P.S.: unsere arbeitssicherheitsabteilung ist auch mit im boot


----------



## Sockenralf (10 November 2010)

Hallo,

das ist ein heißes Thema --> da würde ich auch "höhere" Instanzen (z. B. die BG) hinzuziehen.

Auf alle Fälle braucht´s m. M. nach hier eine Gefährdungsbeurteilung, mit der man prüft, wie gefährlich denn die Situation nun ist.

Auch sollte eine derartige Maßnahme der allerallerallerletzte Schritt sein, wenn z. B. der Ersatzteilvorrat nicht´s passendes hergibt. Damit dürfte das mit dem defekten Türschalter schonmal wegfallen (bis die Überbrückung montiert ist ist auch der Schalter getauscht)

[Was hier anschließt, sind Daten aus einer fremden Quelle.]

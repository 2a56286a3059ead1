use serde::{Deserialize, Serialize};

use crate::AnswerField;

/// Declares a fixed-choice answer enum whose serialized form is the label the
/// scoring endpoint expects.
macro_rules! choice_enum {
    ($(#[$meta:meta])* $name:ident { $($variant:ident => $label:literal),+ $(,)? }) => {
        $(#[$meta])*
        #[derive(Debug, Clone, Copy, PartialEq, Eq, Hash, Serialize, Deserialize)]
        pub enum $name {
            $(
                #[serde(rename = $label)]
                $variant,
            )+
        }

        impl $name {
            pub const ALL: &'static [$name] = &[$($name::$variant),+];
            pub const LABELS: &'static [&'static str] = &[$($label),+];

            pub fn label(self) -> &'static str {
                match self {
                    $($name::$variant => $label,)+
                }
            }

            /// Case-insensitive lookup by label; surrounding whitespace is ignored.
            pub fn from_label(raw: &str) -> Option<Self> {
                let raw = raw.trim();
                Self::ALL
                    .iter()
                    .copied()
                    .find(|choice| choice.label().eq_ignore_ascii_case(raw))
            }
        }

        impl std::fmt::Display for $name {
            fn fmt(&self, f: &mut std::fmt::Formatter<'_>) -> std::fmt::Result {
                f.write_str(self.label())
            }
        }
    };
}

choice_enum!(
    /// Academic stream or field of study.
    Stream {
        ComputerScience => "Computer Science & IT",
        Engineering => "Engineering",
        Business => "Business & Management",
        Arts => "Arts & Humanities",
        Science => "Science & Research",
        Healthcare => "Healthcare & Medicine",
        Design => "Design & Creative Arts",
    }
);

choice_enum!(
    /// Current academic performance band.
    Marks {
        Top => "90-100%",
        High => "80-89%",
        Good => "70-79%",
        Fair => "60-69%",
        Below => "Below 60%",
    }
);

choice_enum!(
    /// How the user feels about their career journey.
    Mood {
        Excited => "Excited & Confident",
        Curious => "Curious & Open",
        Hopeful => "Uncertain but Hopeful",
        Overwhelmed => "Overwhelmed",
        Stressed => "Stressed",
    }
);

/// The fixed-shape record the scoring endpoint expects.
#[derive(Debug, Clone, PartialEq, Eq, Serialize, Deserialize)]
pub struct AssessmentAnswers {
    pub name: String,
    pub stream: Stream,
    pub marks: Marks,
    pub interests: String,
    pub mood: Mood,
}

/// Answers collected so far; one field is filled per wizard step.
#[derive(Debug, Clone, PartialEq, Eq, Default)]
pub(crate) struct PartialAnswers {
    pub name: Option<String>,
    pub stream: Option<Stream>,
    pub marks: Option<Marks>,
    pub interests: Option<String>,
    pub mood: Option<Mood>,
}

impl PartialAnswers {
    /// All five answers, or the first field still unanswered.
    pub fn complete(&self) -> Result<AssessmentAnswers, AnswerField> {
        Ok(AssessmentAnswers {
            name: self.name.clone().ok_or(AnswerField::Name)?,
            stream: self.stream.ok_or(AnswerField::Stream)?,
            marks: self.marks.ok_or(AnswerField::Marks)?,
            interests: self.interests.clone().ok_or(AnswerField::Interests)?,
            mood: self.mood.ok_or(AnswerField::Mood)?,
        })
    }
}

#[derive(Debug, Clone, PartialEq, Serialize, Deserialize)]
pub struct DashboardSummary {
    pub greeting: String,
    pub recommendation: String,
}

#[derive(Debug, Clone, PartialEq, Serialize, Deserialize)]
pub struct SuggestedCareer {
    pub title: String,
    pub confidence: f64,
}

/// The dashboard shape the scoring service currently returns.
#[derive(Debug, Clone, PartialEq, Serialize, Deserialize)]
#[serde(rename_all = "camelCase")]
pub struct CareerDashboard {
    pub summary: DashboardSummary,
    #[serde(default)]
    pub suggested_careers: Vec<SuggestedCareer>,
    #[serde(default)]
    pub next_steps: Vec<String>,
}

/// Assessment response. Anything that does not match the known shape is kept
/// as raw JSON and shown as-is.
#[derive(Debug, Clone, PartialEq, Serialize, Deserialize)]
#[serde(untagged)]
pub enum Dashboard {
    Career(CareerDashboard),
    Opaque(serde_json::Value),
}

impl Dashboard {
    pub fn from_value(value: serde_json::Value) -> Self {
        match serde_json::from_value::<CareerDashboard>(value.clone()) {
            Ok(dashboard) => Dashboard::Career(dashboard),
            Err(_) => Dashboard::Opaque(value),
        }
    }
}

#[cfg(test)]
mod tests {
    use super::*;

    #[test]
    fn labels_round_trip_case_insensitively() {
        assert_eq!(Stream::from_label("engineering"), Some(Stream::Engineering));
        assert_eq!(Marks::from_label(" below 60% "), Some(Marks::Below));
        assert_eq!(Mood::from_label("Happy"), None);
        assert_eq!(Stream::ALL.len(), 7);
        assert_eq!(Marks::ALL.len(), 5);
        assert_eq!(Mood::ALL.len(), 5);
    }

    #[test]
    fn answers_serialize_with_labels() {
        let answers = AssessmentAnswers {
            name: "Sam".into(),
            stream: Stream::Design,
            marks: Marks::High,
            interests: "illustration".into(),
            mood: Mood::Curious,
        };
        let json = serde_json::to_value(&answers).unwrap();
        assert_eq!(
            json,
            serde_json::json!({
                "name": "Sam",
                "stream": "Design & Creative Arts",
                "marks": "80-89%",
                "interests": "illustration",
                "mood": "Curious & Open",
            })
        );
    }

    #[test]
    fn unknown_dashboard_shape_is_kept_opaque() {
        let known = serde_json::json!({
            "summary": {"greeting": "Hi", "recommendation": "Code"},
            "suggestedCareers": [{"title": "Software Engineer", "confidence": 0.86}],
            "nextSteps": ["Practice"],
        });
        assert!(matches!(Dashboard::from_value(known), Dashboard::Career(_)));

        let other = serde_json::json!({"score": 42});
        assert_eq!(
            Dashboard::from_value(other.clone()),
            Dashboard::Opaque(other)
        );
    }
}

Wird aber sicherlich eine lehrreiche Diskussion hier


MfG


----------



## MaximalZ (10 November 2010)

hallo sockenralf,

danke für die schnelle antwort 

ok die schutztür mit türschalter ist kein gutes beispiel. das haben wir bei der BG-nord aber so angesprochen und es hieß nur knapp. schutztür mit kette und schloß vor benutzung sichern und stecker vom türschalter ab und mit überbrückungsadapter weiter fahren.

was soll ich sagen, zeit ist geld  

aber wir sind doch nicht die einzigen die taktgebundene produktionsanlagen betreiben, wie macht das der rest ??? 

das komplette konzept wird erstmal zusammengefahren und dann mit der arbeitssicherheit zusammen der BG vorgestellt. allerdings wäre es schön wenn man anhand von beispielen den ein oder anderen fall vielleicht schon im vorfeld ausklammern könnte 

thx  maximalz


----------



## Sockenralf (10 November 2010)

Hallo,
das mit den Schutztüren handhaben wir genauso: entweder reparieren, oder wenn das nicht sofort geht wird mit Kette und Schloß gesichert

Wie steht denn eigentlich eure GL zu dem Thema?

Bei uns heißt es:
HSE first
Quality next
Integrity always


Da müsste schon quasi die Hölle zufrieren, damit sich unser GL da auf irgendwelche "Experimente" einlässt


Ich glaube kaum, daß man für alle Eventualitäten gerüstet sein kann --> wenn wirklich im Notfall irgendwas in diese Richtung gemacht werden soll, dann ist das m. M. nach immer eine Einzelfallentscheidung


MfG


----------



## Lipperlandstern (10 November 2010)

Wie wäre es mit einer gescheiten Ersatzteilhaltung ???


----------



## Safety (11 November 2010)

Hallo,
also ein Arbeitgeber darf einem Arbeitnehmer nur sichere Arbeitmittel zur Verfügung stellen PUNKT.

Wenn es zu einem Unfall kommen sollte, wird man klären ob die Maschine sicher war.

Es können dann je nach Verantwortungsvergabe auch rechtliche Schritt auf dich zu kommen.
Aber die GF hat jedenfalls ein Problem.

Kommen wir zur Technischen Lösung, wenn man so was, wie Kette an Tür, machen will, sollte man dass auch ordentlich mit Arbeitsanweisung geschehen und einem genauen Ablauf. 
Man muss, dass alles begründen nach einem Unfall und eventuellen gerichtlichen Verhandlungen. 

Wenn man eine technische Lösung dauerhaft an eine Maschine bauen will sollte man die Entsprechenden Normen einhalten, ist dann eine zweite Betriebsart usw., bei Altmaschinen wird man prüfen müssen ob es eine Wesentliche Änderung ist. Man greift massiv in das Sicherheitskonzept ein.

Wenn ein Sicherheitsfuntkion defekt ist und man will diese dann zu dem Zeitpunkt durch eine andere, die jetzt erst angebaut werden soll, ersetzten. Ist das (und ich komme aus der Instandhaltung) nicht möglich! Wer untersucht die Gefahren, und bewertet ob das alles O.K. ist? Der Instandhalter Vorort, soll der die Verantwortung übernehmen?


----------